Beberapa prinsip hidup yang tidak bisa kita langgar satu sama lain, pun ternyata
tidak lantas membuat kita berjarak. Aku menyukai setiap detailmu dan maafkan
atas rusuhku.
Akhir
Oktober tahun ini, lembar-lembar kosong buku biru yang keseluruhannya hampir tak
pernah lepas dari namamu, habis. Sisa satu halaman. Aku harap halaman terakhir
bergambar kupu-kupu itu masih melukiskan akarmu, deru napas, dan kesabaranmu
menghadapiku. Aku berharap masih ada luang bagi kita untuk saling melipat jarak
dan bercerita satu sama lain, atau biarkan aku diam sejenak dan mendengar
suaramu lebih lama. Jika setelah itu kau memutuskan berpisah dari tubuhku, aku
bisa siap. Meski tak lagi benar-benar siap melaluinya.
Koes,
tahu kau kenapa aku selalu menyimpan kalimat yang sama (kalau mau pisah, bilang
ya!) dan kuulang-ulang dalam kurun beberapa waktu? Sebab aku tak pernah siap kehilangan
dan patah. Aku tak siap dengan segala yang tiba-tiba. Dengan mengatakannya, aku
mengingatkan diriku sendiri, untuk nedes.

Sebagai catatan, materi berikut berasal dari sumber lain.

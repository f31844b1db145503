use std::fmt;
use std::io;

/// Receives notable events the exchange doesn't decide about by itself.
///
/// The exchange only reports. What to do with a note (log it, count it,
/// ignore it) is up to the sink.
pub trait NoteSink: Send + Sync {
    /// Reading from the transport failed. The connection is closed after this.
    fn read_error(&self, err: &io::Error);
}

/// Default sink, forwards notes to `tracing`.
#[derive(Clone, Copy, Default)]
pub struct LogNotes;

impl NoteSink for LogNotes {
    fn read_error(&self, err: &io::Error) {
        warn!("Read failed: {}", err);
    }
}

impl<F> NoteSink for F
where
    F: Fn(&io::Error) + Send + Sync,
{
    fn read_error(&self, err: &io::Error) {
        self(err)
    }
}

impl fmt::Debug for LogNotes {
    fn fmt(&self, f: &mut fmt::Formatter<'_>) -> fmt::Result {
        write!(f, "LogNotes")
    }
}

Menahan agar tidak hanyut dalam perasaanku sendiri adalah perang setiap hari. Tidak
lain, agar aku berani menghadapi pisah dan kalut-kalut itu.
Tapi
mohon maaf, baik sekarang dan untuk waktu yang lebih panjang, aku tidak akan
pernah siap.
Kepadamu
yang sedang singgah, aku ingin berterimakasih karena telah memberi jeda untuk
berpikir. Segala yang pernah kukatakan perihal ketidakmungkinan dan ketidakinginan,
pada akhirnya kau buat cair. Aku dan kau tentu tidak akan pernah tahu apa yang
bisa terjadi di jam-jam setelah ini, hari esok, bulan depan, tahun depan, dan
masa-masa yang akan datang. Hanya saja, untuk hari ini dan beberapa waktu
mendatang, aku yakin masih bersamamu. Dan, jika Gusti memberi kita waktu lebih
panjang untuk berjalan beriringan, aku harap kau tak sekadar singgah. Menetaplah.